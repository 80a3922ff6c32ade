pub mod bible;
pub mod bible_models;
pub mod bible_schema;

use std::path::Path;
use std::sync::Arc;

use anyhow::{Context, Error as AnyhowError, Result, anyhow};
use diesel::prelude::*;
use diesel::r2d2::{ConnectionManager, Pool, PooledConnection};
use diesel_migrations::{EmbeddedMigrations, MigrationHarness, embed_migrations};
use dotenvy::dotenv;
use parking_lot::Mutex;

use crate::db::bible::BibleDbHandle;
use crate::get_biblia_db_path;

pub const MIGRATIONS: EmbeddedMigrations = embed_migrations!("migrations");

pub type SqlitePool = Pool<ConnectionManager<SqliteConnection>>;
pub type DbConn = PooledConnection<ConnectionManager<SqliteConnection>>;

#[derive(Debug)]
pub struct DatabaseHandle {
    pool: SqlitePool,
    pub write_lock: Mutex<()>,
}

impl DatabaseHandle {
    pub fn new(database_url: &str) -> Result<Self> {
        let manager = ConnectionManager::new(database_url);
        let pool = Pool::builder()
            .max_size(5)
            .build(manager)
            .with_context(|| format!("Failed to create pool for: {}", database_url))?;

        Ok(Self {
            pool,
            write_lock: Mutex::new(()),
        })
    }

    pub fn get_conn(&self) -> Result<DbConn> {
        self.pool.get().map_err(AnyhowError::from)
    }

    /// Performs a write operation on the database, guarded by the
    /// write_lock Mutex.
    pub fn do_write<F, T>(&self, operation: F) -> Result<T>
    where
        F: FnOnce(&mut SqliteConnection) -> Result<T, diesel::result::Error>,
    {
        let _lock = self.write_lock.lock();
        let mut db_conn = self
            .pool
            .get()
            .context("Failed to get connection from pool for write")?;
        operation(&mut db_conn).map_err(AnyhowError::from)
    }

    /// Performs a read operation on the database.
    pub fn do_read<F, T>(&self, operation: F) -> Result<T>
    where
        F: FnOnce(&mut SqliteConnection) -> Result<T, diesel::result::Error>,
    {
        let mut db_conn = self
            .pool
            .get()
            .context("Failed to get connection from pool for read")?;
        operation(&mut db_conn).map_err(AnyhowError::from)
    }

    pub fn run_migrations(&self) -> Result<()> {
        let _lock = self.write_lock.lock();
        let mut db_conn = self
            .pool
            .get()
            .context("Failed to get connection from pool for migrations")?;
        db_conn
            .run_pending_migrations(MIGRATIONS)
            .map_err(|e| anyhow!("Failed to run database migrations: {}", e))?;
        Ok(())
    }
}

#[derive(Debug)]
pub struct DbManager {
    pub bible: Arc<BibleDbHandle>,
}

impl DbManager {
    pub fn new() -> Result<Self> {
        dotenv().ok();

        let db_path = get_biblia_db_path()?;
        Self::new_with_path(&db_path)
    }

    pub fn new_with_path(db_path: &Path) -> Result<Self> {
        let database_url = db_path
            .to_str()
            .ok_or_else(|| anyhow!("Invalid database path: {:?}", db_path))?;

        let handle = BibleDbHandle::new(database_url)?;
        handle.run_migrations()?;

        Ok(DbManager {
            bible: Arc::new(handle),
        })
    }
}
+---+
In your reply, restate exactly the lines from the start of the records above through the line holding "pub fn do_read<F, T>(&self, operation: F)", including both, and nothing else.

repository 80a3922ff6c32ade
pub mod bible;
pub mod bible_models;
pub mod bible_schema;

use std::path::Path;
use std::sync::Arc;

use anyhow::{Context, Error as AnyhowError, Result, anyhow};
use diesel::prelude::*;
use diesel::r2d2::{ConnectionManager, Pool, PooledConnection};
use diesel_migrations::{EmbeddedMigrations, MigrationHarness, embed_migrations};
use dotenvy::dotenv;
use parking_lot::Mutex;

use crate::db::bible::BibleDbHandle;
use crate::get_biblia_db_path;

pub const MIGRATIONS: EmbeddedMigrations = embed_migrations!("migrations");

pub type SqlitePool = Pool<ConnectionManager<SqliteConnection>>;
pub type DbConn = PooledConnection<ConnectionManager<SqliteConnection>>;

#[derive(Debug)]
pub struct DatabaseHandle {
    pool: SqlitePool,
    pub write_lock: Mutex<()>,
}

impl DatabaseHandle {
    pub fn new(database_url: &str) -> Result<Self> {
        let manager = ConnectionManager::new(database_url);
        let pool = Pool::builder()
            .max_size(5)
            .build(manager)
            .with_context(|| format!("Failed to create pool for: {}", database_url))?;

        Ok(Self {
            pool,
            write_lock: Mutex::new(()),
        })
    }

    pub fn get_conn(&self) -> Result<DbConn> {
        self.pool.get().map_err(AnyhowError::from)
    }

    /// Performs a write operation on the database, guarded by the
    /// write_lock Mutex.
    pub fn do_write<F, T>(&self, operation: F) -> Result<T>
    where
        F: FnOnce(&mut SqliteConnection) -> Result<T, diesel::result::Error>,
    {
        let _lock = self.write_lock.lock();
        let mut db_conn = self
            .pool
            .get()
            .context("Failed to get connection from pool for write")?;
        operation(&mut db_conn).map_err(AnyhowError::from)
    }

    /// Performs a read operation on the database.
    pub fn do_read<F, T>(&self, operation: F) -> Result<T>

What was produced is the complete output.